3 stable releases
1.4.0 | Nov 17, 2024 |
---|---|
1.3.0 | Nov 1, 2024 |
1.2.0 | Sep 15, 2024 |
#1861 in Command line utilities
247 downloads per month
110KB
2.5K
SLoC
Lorevault 📜🏦
Lorevault is a simple program that creates a directory from a declarative configuration file.
Motivation
When I ran that test ten minutes ago, did I forget to to delete the old log files? Is that why it failed?
-- Me, every five minutes
The main motivation for this project is to define directories in a way that can be made completely reproducible. This, of course, could also be done by copying a reference directory or cloning a git-repo. There are a few problems with this:
- This gives you no record of how the directory was built.

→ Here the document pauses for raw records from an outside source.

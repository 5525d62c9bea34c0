//! Actionpoint Sampling State Machine
//!
//! One sample of one actionpoint:
//!
//! ```text
//! evaluate RPN ──► Fail ──► count ──► pass→fail? notify (capped)
//!      │                      │
//!      │                      └─► consecutive ≥ threshold?
//!      │                             Active  ─► Passive, respond (engine Active)
//!      │                                         or count + debug notify (engine Passive)
//!      │                             Passive ─► count, notify (capped)
//!      ├──────► Pass ──► fail→pass? notify (capped); consecutive = 0
//!      ├──────► Stale ─► consecutive = 0
//!      └──────► Error ─► notify
//! ```
//!
//! Each sample is a pure function of the stored watchpoint results and the
//! actionpoint's own result, so repeating it reproduces the same outcome.
//! A response that the transport fails to deliver never rolls back the
//! state change already committed here.

use crate::{
    actionpoint::{ActionIndex, ActionResult, Actionpoint, ActionpointResult, ApState},
    engine::{EngineCounters, LcMode},
    errors::LcError,
    events::Notification,
    rpn,
    traits::{EventSink, Transport},
    watchpoint::{WatchResult, WatchpointResult},
};

/// Samples actionpoints for one request
pub struct Sampler<'a> {
    mode: LcMode,
    counters: &'a mut EngineCounters,
    transport: &'a mut dyn Transport,
    sink: &'a mut dyn EventSink,
}

impl<'a> Sampler<'a> {
    /// Sampler for an engine running in `mode`
    pub fn new(
        mode: LcMode,
        counters: &'a mut EngineCounters,
        transport: &'a mut dyn Transport,
        sink: &'a mut dyn EventSink,
    ) -> Self {
        Self { mode, counters, transport, sink }
    }

    /// Sample one actionpoint; non-sampled states are left untouched
    pub fn sample(
        &mut self,
        index: ActionIndex,
        actionpoint: &Actionpoint,
        result: &mut ActionpointResult,
        watch_results: &[WatchpointResult],
    ) {
        if !result.state.is_sampled() {
            return;
        }

        let previous = result.result;
        let current = self.evaluate(index, actionpoint, watch_results);
        result.result = current;

        match current {
            ActionResult::Fail => self.on_fail(index, actionpoint, result, previous),
            ActionResult::Pass => {
                if previous == ActionResult::Fail {
                    result.fail_to_pass_count = result.fail_to_pass_count.saturating_add(1);
                    if result.fail_to_pass_count <= u32::from(actionpoint.max_fail_pass_events) {
                        self.sink.emit(&Notification::FailToPass { actionpoint: index.get() });
                    }
                }
                result.consecutive_fail_count = 0;
            }
            ActionResult::Stale => {
                result.consecutive_fail_count = 0;
            }
            ActionResult::Error => {
                self.sink.emit(&Notification::ActionError { actionpoint: index.get() });
            }
        }
    }

    fn evaluate(
        &mut self,
        index: ActionIndex,
        actionpoint: &Actionpoint,
        watch_results: &[WatchpointResult],
    ) -> ActionResult {
        let lookup = |wp: crate::watchpoint::WatchIndex| {
            watch_results
                .get(wp.as_usize())
                .map_or(WatchResult::Stale, |r| r.result)
        };

        match rpn::evaluate(&actionpoint.equation, lookup) {
            Ok(result) => result,
            Err(LcError::IllegalExpression { index: token, stack_depth }) => {
                lc_error!(
                    "AP {} illegal RPN at token {}, stack depth {}",
                    index.get(), token, stack_depth
                );
                self.sink.emit(&Notification::IllegalExpression {
                    actionpoint: index.get(),
                    index: token,
                    stack_depth,
                });
                ActionResult::Error
            }
            Err(_) => ActionResult::Error,
        }
    }

    fn on_fail(
        &mut self,
        index: ActionIndex,
        actionpoint: &Actionpoint,
        result: &mut ActionpointResult,
        previous: ActionResult,
    ) {
        result.consecutive_fail_count = result.consecutive_fail_count.saturating_add(1);
        result.cumulative_fail_count = result.cumulative_fail_count.saturating_add(1);

        if previous == ActionResult::Pass {
            result.pass_to_fail_count = result.pass_to_fail_count.saturating_add(1);
            if result.pass_to_fail_count <= u32::from(actionpoint.max_pass_fail_events) {
                self.sink.emit(&Notification::PassToFail { actionpoint: index.get() });
            }
        }

        if result.consecutive_fail_count < actionpoint.fail_threshold {
            return;
        }

        match result.state {
            ApState::Active => {
                result.state = ApState::Passive;

                if self.mode == LcMode::Active {
                    lc_info!("AP {} requesting response {}", index.get(), actionpoint.response_id);
                    self.transport.send_response(actionpoint.response_id);
                    result.cumulative_response_count = result.cumulative_response_count.saturating_add(1);
                    self.counters.response_exec_count = self.counters.response_exec_count.saturating_add(1);

                    self.sink.emit(&Notification::ResponseIssued {
                        actionpoint: index.get(),
                        fail_count: result.consecutive_fail_count,
                        response_id: actionpoint.response_id,
                        event_id: actionpoint.event_id,
                        severity: actionpoint.severity,
                        text: actionpoint.event_text.clone(),
                    });
                    result.cumulative_event_msgs_sent = result.cumulative_event_msgs_sent.saturating_add(1);
                } else {
                    self.counters.passive_response_count =
                        self.counters.passive_response_count.saturating_add(1);
                    self.sink.emit(&Notification::ResponseSuppressed {
                        actionpoint: index.get(),
                        fail_count: result.consecutive_fail_count,
                        response_id: actionpoint.response_id,
                    });
                }
            }
            ApState::Passive => {
                result.passive_ap_count = result.passive_ap_count.saturating_add(1);
                if result.passive_ap_count <= u32::from(actionpoint.max_passive_events) {
                    self.sink.emit(&Notification::FailedWhilePassive {
                        actionpoint: index.get(),
                        fail_count: result.consecutive_fail_count,
                        response_id: actionpoint.response_id,
                    });
                }
            }
            _ => {}
        }
    }
}

#[cfg(test)]
mod tests {
    use super::*;
    use crate::{
        actionpoint::ActionpointDefinition,
        constants::{limits::RPN_EQUAL, MAX_WATCHPOINTS},
        events::Severity,
        message::MessageId,
        traits::TransportStatus,
    };

    #[derive(Default)]
    struct Recorder {
        responses: [u16; 8],
        response_count: usize,
    }

    impl Transport for Recorder {
        fn subscribe(&mut self, _id: MessageId) -> Result<(), TransportStatus> {
            Ok(())
        }
        fn unsubscribe(&mut self, _id: MessageId) -> Result<(), TransportStatus> {
            Ok(())
        }
        fn send_response(&mut self, response_id: u16) {
            self.responses[self.response_count] = response_id;
            self.response_count += 1;
        }
    }

    #[derive(Default)]
    struct Events {
        ids: [u16; 32],
        count: usize,
    }

    impl EventSink for Events {
        fn emit(&mut self, notification: &Notification) {
            self.ids[self.count] = notification.id();
            self.count += 1;
        }
    }

    impl Events {
        fn seen(&self, id: u16) -> usize {
            self.ids[..self.count].iter().filter(|&&i| i == id).count()
        }
    }

    struct Fixture {
        ap: Actionpoint,
        result: ActionpointResult,
        watch: [WatchpointResult; MAX_WATCHPOINTS],
        counters: EngineCounters,
        transport: Recorder,
        events: Events,
    }

    impl Fixture {
        fn new(threshold: u32) -> Self {
            let def = ActionpointDefinition::new(ApState::Active, 40, threshold, &[0, RPN_EQUAL])
                .with_event(Severity::Critical, 900, "Undervolt");
            Self {
                ap: Actionpoint::decode(&def).unwrap().unwrap(),
                result: ActionpointResult::with_state(ApState::Active),
                watch: [WatchpointResult::default(); MAX_WATCHPOINTS],
                counters: EngineCounters::default(),
                transport: Recorder::default(),
                events: Events::default(),
            }
        }

        fn sample(&mut self, mode: LcMode, wp0: WatchResult) {
            self.watch[0].result = wp0;
            let mut sampler = Sampler::new(mode, &mut self.counters, &mut self.transport, &mut self.events);
            sampler.sample(ActionIndex::new(0).unwrap(), &self.ap, &mut self.result, &self.watch);
        }
    }

    #[test]
    fn threshold_issues_one_response() {
        let mut fx = Fixture::new(5);
        for _ in 0..4 {
            fx.sample(LcMode::Active, WatchResult::True);
        }
        assert_eq!(fx.result.state, ApState::Active);
        assert_eq!(fx.transport.response_count, 0);

        fx.sample(LcMode::Active, WatchResult::True);
        assert_eq!(fx.result.state, ApState::Passive);
        assert_eq!(fx.transport.response_count, 1);
        assert_eq!(fx.transport.responses[0], 40);
        assert_eq!(fx.result.cumulative_response_count, 1);
        assert_eq!(fx.result.cumulative_event_msgs_sent, 1);
        assert_eq!(fx.counters.response_exec_count, 1);
        assert_eq!(fx.events.seen(900), 1);

        // Keeps failing while passive: no further responses
        fx.sample(LcMode::Active, WatchResult::True);
        assert_eq!(fx.transport.response_count, 1);
        assert_eq!(fx.result.passive_ap_count, 1);
    }

    #[test]
    fn passive_engine_suppresses_response() {
        let mut fx = Fixture::new(1);
        fx.sample(LcMode::Passive, WatchResult::True);
        assert_eq!(fx.result.state, ApState::Passive);
        assert_eq!(fx.transport.response_count, 0);
        assert_eq!(fx.result.cumulative_response_count, 0);
        assert_eq!(fx.counters.passive_response_count, 1);
        assert_eq!(fx.events.seen(crate::constants::events::PASSIVE_FAIL_DBG_EID), 1);
    }

    #[test]
    fn consecutive_fail_resets_on_pass_and_stale_not_error() {
        let mut fx = Fixture::new(100);
        fx.sample(LcMode::Active, WatchResult::True);
        fx.sample(LcMode::Active, WatchResult::True);
        fx.sample(LcMode::Active, WatchResult::Error);
        assert_eq!(fx.result.consecutive_fail_count, 2);
        assert_eq!(fx.result.result, ActionResult::Error);

        fx.sample(LcMode::Active, WatchResult::Stale);
        assert_eq!(fx.result.consecutive_fail_count, 0);

        fx.sample(LcMode::Active, WatchResult::True);
        fx.sample(LcMode::Active, WatchResult::False);
        assert_eq!(fx.result.consecutive_fail_count, 0);
        assert_eq!(fx.result.cumulative_fail_count, 3);
    }

    #[test]
    fn transition_notifications_are_capped() {
        use crate::constants::events::{AP_FAILTOPASS_INF_EID, AP_PASSTOFAIL_INF_EID};

        let mut fx = Fixture::new(100);
        fx.ap.max_pass_fail_events = 2;
        fx.ap.max_fail_pass_events = 1;
        fx.sample(LcMode::Active, WatchResult::False);
        for _ in 0..4 {
            fx.sample(LcMode::Active, WatchResult::True);
            fx.sample(LcMode::Active, WatchResult::False);
        }
        assert_eq!(fx.result.pass_to_fail_count, 4);
        assert_eq!(fx.result.fail_to_pass_count, 4);
        assert_eq!(fx.events.seen(AP_PASSTOFAIL_INF_EID), 2);
        assert_eq!(fx.events.seen(AP_FAILTOPASS_INF_EID), 1);
    }

    #[test]
    fn disabled_is_not_sampled() {
        let mut fx = Fixture::new(1);
        fx.result.state = ApState::Disabled;
        fx.sample(LcMode::Active, WatchResult::True);
        assert_eq!(fx.result, ActionpointResult::with_state(ApState::Disabled));
        assert_eq!(fx.events.count, 0);
    }

    #[test]
    fn illegal_equation_reports_and_errors() {
        use crate::constants::events::{ACTION_ERROR_ERR_EID, INVALID_RPN_ERR_EID};

        let mut fx = Fixture::new(1);
        fx.ap.equation = [crate::constants::limits::RPN_AND; crate::constants::MAX_RPN_EQU_SIZE];
        fx.sample(LcMode::Active, WatchResult::True);
        assert_eq!(fx.result.result, ActionResult::Error);
        assert_eq!(fx.events.seen(INVALID_RPN_ERR_EID), 1);
        assert_eq!(fx.events.seen(ACTION_ERROR_ERR_EID), 1);
        assert_eq!(fx.result.consecutive_fail_count, 0);
    }
}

- Changes to your reference directory are dangerous. Unless you always store it next to your project, you might lose it.
- You might want to test or build with a slightly different directory, forcing you to make and undo changes carefully.
To combat those problems, we can use:
- Hashes to make sure the files are unchanged.
- Version control (git) for individual files or directories.
- Multiple sources for a single file to make sure at least one keeps working.
- Tags to conditionally include or change files.
While you can be pedantic, you do not have to be, so you can use this for simple templates.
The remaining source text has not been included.